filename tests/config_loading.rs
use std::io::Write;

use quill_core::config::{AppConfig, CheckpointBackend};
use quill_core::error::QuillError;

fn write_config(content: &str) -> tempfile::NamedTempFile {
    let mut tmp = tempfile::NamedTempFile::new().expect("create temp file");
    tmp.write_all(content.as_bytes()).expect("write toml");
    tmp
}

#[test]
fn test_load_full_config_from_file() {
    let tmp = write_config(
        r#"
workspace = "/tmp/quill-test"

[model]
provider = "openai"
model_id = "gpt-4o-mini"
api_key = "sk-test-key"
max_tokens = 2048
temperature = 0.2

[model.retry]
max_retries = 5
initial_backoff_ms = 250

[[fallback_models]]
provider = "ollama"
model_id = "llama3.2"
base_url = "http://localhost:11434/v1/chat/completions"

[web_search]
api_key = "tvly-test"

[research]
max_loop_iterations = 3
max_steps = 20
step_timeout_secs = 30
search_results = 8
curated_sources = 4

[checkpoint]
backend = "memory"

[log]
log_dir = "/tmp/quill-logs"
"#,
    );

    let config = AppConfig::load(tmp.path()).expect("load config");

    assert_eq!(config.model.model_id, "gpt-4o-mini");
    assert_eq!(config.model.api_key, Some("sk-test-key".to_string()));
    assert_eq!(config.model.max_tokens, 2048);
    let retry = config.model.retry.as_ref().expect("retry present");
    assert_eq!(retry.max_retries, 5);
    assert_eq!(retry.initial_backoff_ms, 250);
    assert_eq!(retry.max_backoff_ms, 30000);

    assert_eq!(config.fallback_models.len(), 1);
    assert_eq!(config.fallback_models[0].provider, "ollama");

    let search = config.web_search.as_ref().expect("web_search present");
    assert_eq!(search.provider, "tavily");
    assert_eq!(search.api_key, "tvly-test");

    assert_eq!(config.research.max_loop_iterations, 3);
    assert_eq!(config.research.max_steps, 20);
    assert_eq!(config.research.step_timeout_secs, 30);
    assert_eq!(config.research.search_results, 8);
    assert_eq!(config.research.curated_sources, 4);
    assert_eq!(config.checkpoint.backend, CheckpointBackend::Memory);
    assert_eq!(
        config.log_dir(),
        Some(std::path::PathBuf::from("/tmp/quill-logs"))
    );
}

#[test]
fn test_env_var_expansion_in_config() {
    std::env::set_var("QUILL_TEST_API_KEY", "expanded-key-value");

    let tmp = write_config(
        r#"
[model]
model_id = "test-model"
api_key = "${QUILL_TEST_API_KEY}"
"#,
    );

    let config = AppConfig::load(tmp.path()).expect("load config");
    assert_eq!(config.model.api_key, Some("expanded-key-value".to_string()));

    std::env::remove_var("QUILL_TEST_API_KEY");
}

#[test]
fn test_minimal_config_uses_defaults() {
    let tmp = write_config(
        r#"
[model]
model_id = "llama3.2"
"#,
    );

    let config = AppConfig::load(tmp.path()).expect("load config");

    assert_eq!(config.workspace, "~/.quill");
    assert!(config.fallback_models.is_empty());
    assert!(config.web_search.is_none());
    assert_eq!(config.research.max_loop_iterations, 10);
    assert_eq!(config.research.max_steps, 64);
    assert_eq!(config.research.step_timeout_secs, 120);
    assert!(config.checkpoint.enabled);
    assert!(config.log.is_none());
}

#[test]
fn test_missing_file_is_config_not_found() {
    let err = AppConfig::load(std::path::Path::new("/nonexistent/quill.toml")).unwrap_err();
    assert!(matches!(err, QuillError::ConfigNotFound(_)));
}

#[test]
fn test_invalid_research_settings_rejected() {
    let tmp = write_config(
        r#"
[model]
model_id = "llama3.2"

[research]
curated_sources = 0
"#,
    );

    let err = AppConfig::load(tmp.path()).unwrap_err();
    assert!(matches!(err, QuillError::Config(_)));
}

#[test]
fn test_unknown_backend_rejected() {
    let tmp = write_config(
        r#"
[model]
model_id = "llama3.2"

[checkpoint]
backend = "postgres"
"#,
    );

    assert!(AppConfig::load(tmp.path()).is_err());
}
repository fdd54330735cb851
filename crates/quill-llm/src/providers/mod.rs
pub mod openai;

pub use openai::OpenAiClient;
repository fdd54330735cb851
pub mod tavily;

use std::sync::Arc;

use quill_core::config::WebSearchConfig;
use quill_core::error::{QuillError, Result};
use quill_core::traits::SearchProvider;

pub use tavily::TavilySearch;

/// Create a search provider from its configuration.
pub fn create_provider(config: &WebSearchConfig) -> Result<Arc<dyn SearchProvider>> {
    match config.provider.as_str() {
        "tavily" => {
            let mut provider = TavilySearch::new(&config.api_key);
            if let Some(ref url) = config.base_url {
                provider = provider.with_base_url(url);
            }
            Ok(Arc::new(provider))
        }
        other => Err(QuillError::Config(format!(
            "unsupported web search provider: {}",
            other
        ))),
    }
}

_What is required_. Filter the records for the word "logs" and show every line that has it.

_Answer to the exercise_.
log_dir = "/tmp/quill-logs"
        Some(std::path::PathBuf::from("/tmp/quill-logs"))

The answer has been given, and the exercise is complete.